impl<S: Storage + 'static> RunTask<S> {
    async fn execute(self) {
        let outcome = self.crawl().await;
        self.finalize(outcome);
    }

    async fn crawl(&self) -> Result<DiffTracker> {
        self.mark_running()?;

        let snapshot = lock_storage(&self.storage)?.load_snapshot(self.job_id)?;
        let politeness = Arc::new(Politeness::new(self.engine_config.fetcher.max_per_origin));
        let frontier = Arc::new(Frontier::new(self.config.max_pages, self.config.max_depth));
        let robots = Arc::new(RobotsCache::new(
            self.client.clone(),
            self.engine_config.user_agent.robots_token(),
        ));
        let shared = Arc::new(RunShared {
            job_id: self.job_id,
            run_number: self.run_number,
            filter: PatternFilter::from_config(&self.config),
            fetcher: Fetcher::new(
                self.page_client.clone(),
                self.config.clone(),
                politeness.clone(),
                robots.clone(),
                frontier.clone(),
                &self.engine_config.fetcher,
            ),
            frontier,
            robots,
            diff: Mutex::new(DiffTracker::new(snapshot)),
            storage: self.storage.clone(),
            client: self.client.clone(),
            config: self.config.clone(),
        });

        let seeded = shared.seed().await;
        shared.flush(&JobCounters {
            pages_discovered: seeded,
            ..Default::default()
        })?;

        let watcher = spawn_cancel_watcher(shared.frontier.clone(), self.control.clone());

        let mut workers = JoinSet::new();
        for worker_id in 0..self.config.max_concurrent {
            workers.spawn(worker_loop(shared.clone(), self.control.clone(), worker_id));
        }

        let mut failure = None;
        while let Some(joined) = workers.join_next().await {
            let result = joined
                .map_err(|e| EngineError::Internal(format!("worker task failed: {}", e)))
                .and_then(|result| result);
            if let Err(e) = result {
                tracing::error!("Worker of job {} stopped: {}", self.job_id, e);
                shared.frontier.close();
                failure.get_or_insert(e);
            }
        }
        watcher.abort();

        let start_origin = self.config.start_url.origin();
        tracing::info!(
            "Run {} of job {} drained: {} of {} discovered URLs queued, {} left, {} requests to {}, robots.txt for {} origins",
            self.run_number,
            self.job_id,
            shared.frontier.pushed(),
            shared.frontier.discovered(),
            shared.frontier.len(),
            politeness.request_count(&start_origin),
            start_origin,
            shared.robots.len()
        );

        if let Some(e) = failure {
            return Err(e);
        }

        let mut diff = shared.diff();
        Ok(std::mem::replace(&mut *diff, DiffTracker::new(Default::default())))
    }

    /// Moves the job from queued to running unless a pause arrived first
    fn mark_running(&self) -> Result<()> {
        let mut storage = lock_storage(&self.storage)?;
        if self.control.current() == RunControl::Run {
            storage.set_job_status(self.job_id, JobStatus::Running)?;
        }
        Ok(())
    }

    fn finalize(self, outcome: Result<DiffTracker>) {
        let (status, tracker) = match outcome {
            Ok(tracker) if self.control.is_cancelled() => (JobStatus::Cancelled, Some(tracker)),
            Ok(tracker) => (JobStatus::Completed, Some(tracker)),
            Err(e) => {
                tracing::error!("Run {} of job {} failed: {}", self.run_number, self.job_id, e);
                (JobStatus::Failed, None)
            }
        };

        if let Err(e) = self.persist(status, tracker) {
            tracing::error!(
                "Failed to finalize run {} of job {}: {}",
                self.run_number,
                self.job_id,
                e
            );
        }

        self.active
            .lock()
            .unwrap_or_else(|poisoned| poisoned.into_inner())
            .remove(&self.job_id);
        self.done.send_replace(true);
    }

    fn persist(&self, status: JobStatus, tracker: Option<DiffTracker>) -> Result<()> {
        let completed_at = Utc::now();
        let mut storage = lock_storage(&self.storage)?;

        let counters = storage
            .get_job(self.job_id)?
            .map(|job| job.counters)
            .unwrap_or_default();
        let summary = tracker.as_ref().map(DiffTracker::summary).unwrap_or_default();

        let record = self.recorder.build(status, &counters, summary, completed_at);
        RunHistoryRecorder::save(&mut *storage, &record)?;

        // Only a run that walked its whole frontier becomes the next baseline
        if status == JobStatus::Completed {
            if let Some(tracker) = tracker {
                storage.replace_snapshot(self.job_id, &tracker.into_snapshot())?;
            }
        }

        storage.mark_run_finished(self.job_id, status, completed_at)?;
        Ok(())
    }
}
------------------------------------------------
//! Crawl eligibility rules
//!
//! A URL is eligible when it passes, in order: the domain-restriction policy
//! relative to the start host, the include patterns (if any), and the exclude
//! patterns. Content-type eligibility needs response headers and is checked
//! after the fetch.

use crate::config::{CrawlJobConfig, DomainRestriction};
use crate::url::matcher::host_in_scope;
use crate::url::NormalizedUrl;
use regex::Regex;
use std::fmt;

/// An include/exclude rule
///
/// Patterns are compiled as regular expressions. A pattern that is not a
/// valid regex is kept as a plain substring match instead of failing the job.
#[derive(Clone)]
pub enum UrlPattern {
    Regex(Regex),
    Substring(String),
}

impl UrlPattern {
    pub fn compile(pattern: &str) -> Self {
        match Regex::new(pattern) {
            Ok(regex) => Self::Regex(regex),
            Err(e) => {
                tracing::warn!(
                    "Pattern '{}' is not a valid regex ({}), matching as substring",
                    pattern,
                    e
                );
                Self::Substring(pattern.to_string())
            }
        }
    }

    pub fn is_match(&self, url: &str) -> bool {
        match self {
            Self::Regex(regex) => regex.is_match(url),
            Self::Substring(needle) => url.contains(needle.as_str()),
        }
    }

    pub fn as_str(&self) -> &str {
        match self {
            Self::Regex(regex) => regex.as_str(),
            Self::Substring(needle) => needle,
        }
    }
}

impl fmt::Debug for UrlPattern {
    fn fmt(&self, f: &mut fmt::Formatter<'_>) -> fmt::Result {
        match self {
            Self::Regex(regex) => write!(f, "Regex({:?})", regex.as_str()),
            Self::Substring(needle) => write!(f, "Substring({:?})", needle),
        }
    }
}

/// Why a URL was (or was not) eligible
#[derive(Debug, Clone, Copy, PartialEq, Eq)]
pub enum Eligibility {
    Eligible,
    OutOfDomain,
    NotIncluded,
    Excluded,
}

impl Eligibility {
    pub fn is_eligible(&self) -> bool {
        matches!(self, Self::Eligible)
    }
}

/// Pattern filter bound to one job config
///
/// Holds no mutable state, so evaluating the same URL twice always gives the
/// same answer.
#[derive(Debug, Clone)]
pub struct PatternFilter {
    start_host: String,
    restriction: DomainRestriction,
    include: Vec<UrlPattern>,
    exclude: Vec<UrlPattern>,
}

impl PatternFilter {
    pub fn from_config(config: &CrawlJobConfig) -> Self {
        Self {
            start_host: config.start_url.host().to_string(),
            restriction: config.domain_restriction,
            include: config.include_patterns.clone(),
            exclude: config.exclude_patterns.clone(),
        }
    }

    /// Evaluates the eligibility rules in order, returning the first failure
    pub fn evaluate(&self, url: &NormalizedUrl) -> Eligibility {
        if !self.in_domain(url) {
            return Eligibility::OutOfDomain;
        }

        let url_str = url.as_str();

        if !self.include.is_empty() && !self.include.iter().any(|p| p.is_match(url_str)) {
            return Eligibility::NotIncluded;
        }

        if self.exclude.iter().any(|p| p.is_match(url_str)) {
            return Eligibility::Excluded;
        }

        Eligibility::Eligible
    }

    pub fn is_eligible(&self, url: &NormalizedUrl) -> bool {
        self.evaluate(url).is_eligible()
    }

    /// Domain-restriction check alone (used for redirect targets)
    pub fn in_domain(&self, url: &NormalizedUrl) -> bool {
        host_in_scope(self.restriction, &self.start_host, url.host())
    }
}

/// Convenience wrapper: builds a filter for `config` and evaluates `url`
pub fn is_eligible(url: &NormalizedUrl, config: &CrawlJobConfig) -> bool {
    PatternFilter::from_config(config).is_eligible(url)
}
------------------------------------------------
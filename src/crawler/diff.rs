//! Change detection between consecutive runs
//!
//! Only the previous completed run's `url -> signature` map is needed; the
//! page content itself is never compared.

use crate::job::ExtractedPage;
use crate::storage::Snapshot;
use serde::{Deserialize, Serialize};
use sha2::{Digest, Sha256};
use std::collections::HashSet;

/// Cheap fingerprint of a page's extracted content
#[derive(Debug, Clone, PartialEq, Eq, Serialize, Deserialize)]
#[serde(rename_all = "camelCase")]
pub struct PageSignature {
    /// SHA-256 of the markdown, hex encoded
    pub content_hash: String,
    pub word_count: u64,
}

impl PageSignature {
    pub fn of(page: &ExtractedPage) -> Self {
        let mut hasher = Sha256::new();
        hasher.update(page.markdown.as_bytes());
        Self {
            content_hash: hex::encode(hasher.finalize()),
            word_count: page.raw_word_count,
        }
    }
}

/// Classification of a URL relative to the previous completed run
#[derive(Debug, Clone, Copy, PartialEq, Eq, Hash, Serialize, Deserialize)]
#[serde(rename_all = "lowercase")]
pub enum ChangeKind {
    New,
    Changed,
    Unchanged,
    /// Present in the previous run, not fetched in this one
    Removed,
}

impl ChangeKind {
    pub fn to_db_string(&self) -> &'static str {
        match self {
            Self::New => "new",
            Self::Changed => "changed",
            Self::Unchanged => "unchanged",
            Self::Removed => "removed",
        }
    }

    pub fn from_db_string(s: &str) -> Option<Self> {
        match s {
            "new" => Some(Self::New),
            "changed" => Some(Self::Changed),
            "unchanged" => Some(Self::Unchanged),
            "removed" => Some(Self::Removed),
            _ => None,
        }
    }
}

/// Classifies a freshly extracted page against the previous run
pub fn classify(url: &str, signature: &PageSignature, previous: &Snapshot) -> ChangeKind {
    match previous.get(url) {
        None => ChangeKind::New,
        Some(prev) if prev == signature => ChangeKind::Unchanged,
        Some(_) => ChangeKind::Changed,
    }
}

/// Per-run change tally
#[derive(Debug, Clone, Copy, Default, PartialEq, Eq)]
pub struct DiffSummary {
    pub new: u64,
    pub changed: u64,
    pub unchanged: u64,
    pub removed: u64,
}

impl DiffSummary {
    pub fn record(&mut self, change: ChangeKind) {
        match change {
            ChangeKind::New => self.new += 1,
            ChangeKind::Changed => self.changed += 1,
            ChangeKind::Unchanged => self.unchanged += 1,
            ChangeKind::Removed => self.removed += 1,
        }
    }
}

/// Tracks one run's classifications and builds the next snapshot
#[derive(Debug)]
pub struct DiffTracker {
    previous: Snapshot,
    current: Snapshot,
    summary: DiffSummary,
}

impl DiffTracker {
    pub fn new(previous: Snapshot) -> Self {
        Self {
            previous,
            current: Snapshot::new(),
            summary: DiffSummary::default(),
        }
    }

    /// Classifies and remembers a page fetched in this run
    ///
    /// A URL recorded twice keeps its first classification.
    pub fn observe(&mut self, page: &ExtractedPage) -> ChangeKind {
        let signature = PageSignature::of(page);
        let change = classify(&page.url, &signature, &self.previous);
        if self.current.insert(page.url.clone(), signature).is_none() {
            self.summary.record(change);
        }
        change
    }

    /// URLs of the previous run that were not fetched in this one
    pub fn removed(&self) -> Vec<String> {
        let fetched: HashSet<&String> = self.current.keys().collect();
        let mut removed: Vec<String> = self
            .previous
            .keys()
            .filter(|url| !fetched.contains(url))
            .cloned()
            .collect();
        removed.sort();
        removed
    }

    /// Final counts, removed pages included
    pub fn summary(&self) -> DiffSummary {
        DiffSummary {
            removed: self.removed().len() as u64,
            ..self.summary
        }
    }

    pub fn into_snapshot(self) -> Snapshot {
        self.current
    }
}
------------------------------------------------
▶ [PROBLEM DESCRIPTION]: Find every line above where the word "watcher" occurs, and copy that line.

▶ [PROBLEM SOLUTION]:
        let watcher = spawn_cancel_watcher(shared.frontier.clone(), self.control.clone());
        watcher.abort();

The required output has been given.